Re: Roll-up captions in WebVTT

On Tue, Dec 20, 2011 at 11:10 AM, David Singer <singer@apple.com> wrote:
>
> On Dec 19, 2011, at 16:00 , Glenn Maynard wrote:
>
> On Mon, Dec 19, 2011 at 11:30 AM, David Singer <singer@apple.com> wrote:
>> It's only evil if you can't tell it's a duplicate when you need to know
>> (e.g. when using TTS), and what I am suggesting is tagging to say that, for
>> those that need to know.
>
> It's evil and ugly regardless.  For credits, you would need hundreds or even
> thousands of copies of each cue to scroll all the way up the screen.  I'm
> actually a bit taken aback that it's being put forward seriously.
>
>
> I agree it doesn't work well for long credits.  I am also a bit taken aback
> at having an idea dismissed as 'evil and ugly' before we've really either
> worked it out or seen the alternatives. Can we debate the ideas along with
> (or preferably without) the value adjectives?
>
> I understand it doesn't *look* clean to repeat a text line that occurs in
> two different places in two consecutive cues, but it has a number of
> advantages.
>
> The disadvantages:
> * it doesn't 'feel right' to repeat things (but the bit-rate gain is
> minimal, in my opinion)
> * tagging is needed so that systems that need to know when it has happened
> can tell (e.g. screen readers)

That tagging is asking a lot of extra work from a lot of tools,
including tools that create a text-only transcript from a WebVTT file,
or search engines that crawl the WebVTT file to index them, or tools
that use the text in a WebVTT file to allow users to jump to cues that
contain certain keywords that they are searching for, and of course
the rendering engine and screen readers and braille readers as you
already noted.


> The advantages:
> * no cue-to-cue dependency -- no I frames and P frames (this is pretty big,
> IMHO); each cue contains all its own text

In case this wasn't clear: in my proposal with a grouping "class" on
cues there is also no cue-to-cue dependency. Each cue contains all its
own text and can be presented without any other cue. The continued
display on screen comes from time overlapping the text lines. I'm
doing this by giving a line of text the exact duration that it is
visible on screen and allowing it to move to different on-screen
locations duration that time when it is pushed up a line by another
text line (from another cue) that is added to the same location.

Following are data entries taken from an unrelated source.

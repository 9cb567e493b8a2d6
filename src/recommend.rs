//! Recommendation engine: filter the catalog by profile constraints, evaluate
//! the survivors, and order them by the profile's objective.
//!
//! # Pipeline
//!
//! ```text
//! catalog variants
//!   -> startability window   (profile window >= variant requirement)
//!   -> include tags          (must intersect when non-empty)
//!   -> exclude tags          (must not intersect when non-empty)
//!   -> legal gate            (variant ordinal <= profile max ordinal)
//!   -> feasibility + legal + economics
//!   -> objective sort        (stable)
//! ```
//!
//! An empty result is a valid outcome, not an error.

use crate::catalog::{CatalogData, Variant};
use crate::evaluate::{evaluate_economics, evaluate_feasibility, evaluate_legal};
use crate::profile::UserProfile;
use crate::schema::{AppliedFilters, ObjectivePreset, Recommendation, RecommendationResult};
use std::cmp::Reverse;

pub const OBJECTIVE_SORT_RULE: &str = "objective_sort";

const REASONS_FOR: &[&str] = &[
    "Clear local demand",
    "Quick setup",
    "Fits offline-first constraints",
];
const REASONS_AGAINST: &[&str] = &["Requires consistent weekly effort"];

/// Why a variant was dropped before evaluation.
#[derive(Debug, Clone, Copy, PartialEq, Eq)]
pub enum Rejection {
    OutsideStartabilityWindow,
    MissingIncludedTag,
    HasExcludedTag,
    LegalGateTooHigh,
}

impl Rejection {
    pub fn as_str(&self) -> &'static str {
        match self {
            Rejection::OutsideStartabilityWindow => "outside_startability_window",
            Rejection::MissingIncludedTag => "missing_included_tag",
            Rejection::HasExcludedTag => "has_excluded_tag",
            Rejection::LegalGateTooHigh => "legal_gate_too_high",
        }
    }
}

/// Apply the four filter rules in order; the first failing rule wins.
pub fn check_variant(profile: &UserProfile, variant: &Variant) -> Result<(), Rejection> {
    if profile.startability_window_weeks < variant.startable_weeks_or_default() {
        return Err(Rejection::OutsideStartabilityWindow);
    }
    if !profile.include_tags.is_empty()
        && !profile.include_tags.iter().any(|tag| variant.has_tag(tag))
    {
        return Err(Rejection::MissingIncludedTag);
    }
    if !profile.exclude_tags.is_empty()
        && profile.exclude_tags.iter().any(|tag| variant.has_tag(tag))
    {
        return Err(Rejection::HasExcludedTag);
    }
    if !variant
        .legal_gate_or_default()
        .allowed_under(profile.max_legal_friction)
    {
        return Err(Rejection::LegalGateTooHigh);
    }
    Ok(())
}

/// Run one recommendation pass over the catalog.
pub fn recommend(profile: &UserProfile, catalog: &CatalogData) -> RecommendationResult {
    let filters = AppliedFilters {
        include_tags: profile.include_tags.clone(),
        exclude_tags: profile.exclude_tags.clone(),
        startability_window_weeks: profile.startability_window_weeks,
        max_legal_friction: profile.max_legal_friction,
    };
    let mut recommendations = Vec::new();
    for variant in &catalog.variants {
        if let Err(rejection) = check_variant(profile, variant) {
            tracing::debug!(
                variant_id = %variant.variant_id,
                reason = rejection.as_str(),
                "variant filtered out"
            );
            continue;
        }
        recommendations.push(Recommendation {
            variant_id: variant.variant_id.clone(),
            title: variant.title.clone(),
            feasibility: evaluate_feasibility(profile, variant),
            legal: evaluate_legal(profile, variant, catalog),
            economics: evaluate_economics(variant),
            reasons_for: REASONS_FOR.iter().map(|r| r.to_string()).collect(),
            reasons_against: REASONS_AGAINST.iter().map(|r| r.to_string()).collect(),
        });
    }
    sort_recommendations(profile.objective_preset, &mut recommendations);
    tracing::debug!(
        objective = %profile.objective_preset,
        kept = recommendations.len(),
        catalog = catalog.variants.len(),
        "recommendation pass complete"
    );
    RecommendationResult {
        objective: profile.objective_preset,
        filters,
        recommendations,
        applied_rules: vec![OBJECTIVE_SORT_RULE.to_string()],
    }
}

/// Order recommendations for an objective. All sorts are stable.
///
/// `lowest_risk` compares the raw gate tokens as strings, not the gate
/// ordinals, so "license" sorts before "ok". Existing exports depend on this
/// order.
pub fn sort_recommendations(objective: ObjectivePreset, recommendations: &mut [Recommendation]) {
    match objective {
        ObjectivePreset::FastestMoney => {
            recommendations.sort_by_key(|rec| rec.feasibility.prep_weeks);
        }
        ObjectivePreset::LowestRisk => {
            recommendations.sort_by_key(|rec| rec.legal.gate.as_str());
        }
        ObjectivePreset::MaxIncome => {
            recommendations.sort_by_key(|rec| Reverse(net_value(rec)));
        }
        ObjectivePreset::LowLegalFriction => {}
    }
}

fn net_value(recommendation: &Recommendation) -> i64 {
    recommendation
        .economics
        .as_ref()
        .map(|economics| economics.net_upper_eur())
        .unwrap_or(0)
}

/// Most frequent feasibility blockers across the whole catalog.
///
/// Counts every variant, not just those that survive filtering. Ties keep the
/// order in which a blocker was first seen.
pub fn top_blockers(profile: &UserProfile, catalog: &CatalogData, limit: usize) -> Vec<String> {
    let mut counts: Vec<(String, usize)> = Vec::new();
    for variant in &catalog.variants {
        for blocker in evaluate_feasibility(profile, variant).blockers {
            match counts.iter_mut().find(|(seen, _)| *seen == blocker) {
                Some((_, count)) => *count += 1,
                None => counts.push((blocker, 1)),
            }
        }
    }
    counts.sort_by_key(|(_, count)| Reverse(*count));
    counts
        .into_iter()
        .take(limit)
        .map(|(blocker, _)| blocker)
        .collect()
}

#[cfg(test)]
#[path = "recommend_tests.rs"]
mod tests;
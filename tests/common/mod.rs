//! Shared helpers for integration tests.

use std::env;
use std::path::{Path, PathBuf};
use std::process::{Command, Output};

#[allow(dead_code)]
pub fn manifest_dir() -> PathBuf {
    PathBuf::from(env::var("CARGO_MANIFEST_DIR").unwrap_or_else(|_| ".".into()))
}

/// Path of a shipped demo profile, e.g. `demo_fast_start`.
#[allow(dead_code)]
pub fn demo_profile(name: &str) -> PathBuf {
    manifest_dir().join("profiles").join(format!("{name}.yaml"))
}

#[allow(dead_code)]
pub const DEMO_PROFILES: [&str; 3] = ["demo_fast_start", "demo_low_risk", "demo_max_income"];

/// Run the binary with `args` in `cwd`, logging silenced.
#[allow(dead_code)]
pub fn run_money_map(cwd: &Path, args: &[&str]) -> Output {
    Command::new(env!("CARGO_BIN_EXE_money-map"))
        .args(args)
        .current_dir(cwd)
        .env("RUST_LOG", "off")
        .output()
        .expect("run money-map")
}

Also, when you look at your proposal in detail, you are actually
introducing a cue-to-cue dependency, because any tool that wants to
handle the text in a particular cue has to also look at all the other
cues around it to see if that is actually the start time/end time of
that text or whether it is a repeated text.

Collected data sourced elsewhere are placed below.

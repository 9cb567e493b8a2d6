//! Built-in variant catalog and dataset metadata.
//!
//! The catalog is a fixed table compiled into the binary. The only external
//! input is an optional data directory probed for a `stale.flag` marker.

use crate::error::{Error, Result};
use crate::schema::{Economics, LegalGate};
use serde::{Deserialize, Serialize};
use std::path::Path;

pub const DATASET_VERSION: &str = "2025-01-01";
pub const RULEPACK_REVIEWED_AT: &str = "2025-02-01";
pub const STALE_FLAG_FILE: &str = "stale.flag";
pub const STALE_WARNING: &str = "stale";

/// Weeks assumed when a variant does not declare `startable_weeks`.
pub const DEFAULT_STARTABLE_WEEKS: u32 = 2;

#[derive(Debug, Deserialize, Serialize, Clone, PartialEq, Eq)]
pub struct CatalogMeta {
    pub dataset_version: String,
    #[serde(default)]
    pub warnings: Vec<String>,
}

impl CatalogMeta {
    pub fn is_stale(&self) -> bool {
        self.warnings.iter().any(|warning| warning == STALE_WARNING)
    }
}

#[derive(Debug, Deserialize, Serialize, Clone, PartialEq, Eq)]
pub struct RulepackMeta {
    pub reviewed_at: String,
}

/// One income-generating activity a user could pursue.
///
/// Optional fields follow an explicit default policy: `startable_weeks`
/// defaults to [`DEFAULT_STARTABLE_WEEKS`], `legal_gate` to `ok`, and the
/// list fields to empty.
#[derive(Debug, Deserialize, Serialize, Clone, PartialEq, Eq)]
pub struct Variant {
    pub variant_id: String,
    pub title: String,
    #[serde(default)]
    pub tags: Vec<String>,
    #[serde(default)]
    pub startable_weeks: Option<u32>,
    #[serde(default)]
    pub legal_gate: Option<LegalGate>,
    #[serde(default)]
    pub compliance_kits: Vec<String>,
    #[serde(default)]
    pub checklist: Vec<String>,
    #[serde(default)]
    pub economics: Option<Economics>,
}

impl Variant {
    pub fn startable_weeks_or_default(&self) -> u32 {
        self.startable_weeks.unwrap_or(DEFAULT_STARTABLE_WEEKS)
    }

    pub fn legal_gate_or_default(&self) -> LegalGate {
        self.legal_gate.unwrap_or_default()
    }

    pub fn has_tag(&self, tag: &str) -> bool {
        self.tags.iter().any(|candidate| candidate == tag)
    }
}

#[derive(Debug, Deserialize, Serialize, Clone, PartialEq, Eq)]
pub struct CatalogData {
    pub meta: CatalogMeta,
    pub rulepack: RulepackMeta,
    pub variants: Vec<Variant>,
}

impl CatalogData {
    pub fn find_variant(&self, variant_id: &str) -> Option<&Variant> {
        self.variants
            .iter()
            .find(|variant| variant.variant_id == variant_id)
    }
}

/// Load the catalog for `country`.
///
/// `country` does not select a different table yet; every country receives
/// the built-in variants.
pub fn load_catalog(country: &str, data_dir: Option<&Path>) -> Result<CatalogData> {
    tracing::debug!(country, "loading built-in catalog");
    let mut warnings = Vec::new();
    if let Some(dir) = data_dir {
        let flag = dir.join(STALE_FLAG_FILE);
        let exists = flag.try_exists().map_err(|source| Error::Filesystem {
            path: flag.clone(),
            source,
        })?;
        if exists {
            tracing::warn!(path = %flag.display(), "dataset marked stale");
            warnings.push(STALE_WARNING.to_string());
        }
    }
    Ok(CatalogData {
        meta: CatalogMeta {
            dataset_version: DATASET_VERSION.to_string(),
            warnings,
        },
        rulepack: RulepackMeta {
            reviewed_at: RULEPACK_REVIEWED_AT.to_string(),
        },
        variants: builtin_variants(),
    })
}

fn strings(items: &[&str]) -> Vec<String> {
    items.iter().map(|item| item.to_string()).collect()
}

/// The fixed variant table.
pub fn builtin_variants() -> Vec<Variant> {
    vec![
        Variant {
            variant_id: "local_deliveries".to_string(),
            title: "Local delivery runs".to_string(),
            tags: strings(&["offline", "fast", "logistics"]),
            startable_weeks: Some(1),
            legal_gate: Some(LegalGate::Ok),
            compliance_kits: strings(&["basic_safety"]),
            checklist: strings(&[
                "Insurance verified",
                "Safety gear ready",
                "Local registration confirmed",
            ]),
            economics: Some(Economics {
                time_to_first_money_range_weeks: vec![1, 2],
                net_range_eur: vec![150, 450],
                confidence: Some("medium".to_string()),
            }),
        },
        Variant {
            variant_id: "marketplace_resale".to_string(),
            title: "Marketplace resale".to_string(),
            tags: strings(&["offline", "inventory", "low_risk"]),
            startable_weeks: Some(2),
            legal_gate: Some(LegalGate::RequireCheck),
            compliance_kits: strings(&["basic_finance"]),
            checklist: strings(&[
                "Track inventory",
                "Tax category checked",
                "Receipts organized",
            ]),
            economics: Some(Economics {
                time_to_first_money_range_weeks: vec![2, 4],
                net_range_eur: vec![200, 700],
                confidence: Some("low".to_string()),
            }),
        },
        Variant {
            variant_id: "weekend_services".to_string(),
            title: "Weekend neighborhood services".to_string(),
            tags: strings(&["fast", "community", "low_risk"]),
            startable_weeks: Some(1),
            legal_gate: Some(LegalGate::Registration),
            compliance_kits: strings(&["basic_safety", "basic_finance"]),
            checklist: strings(&[
                "Service scope written",
                "Local permits checked",
                "Pricing sheet ready",
            ]),
            economics: None,
        },
    ]
}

> * allows the expression of any transition, not just scrolling: moving to
> stay with the speaker or out of the way, changes of color, background, etc.

I believe jumping text to a different screen location altogether or
transitioning across the screen is a different use case, since that
does not involve a change of the text location through adding more
text to the same location, but by explicit positioning changes. In
fact, I think we should explore Glenn's suggestion for some CSS
transition-like markup for this use case.


Silvia.

Received on Tuesday, 20 December 2011 01:15:14 UTC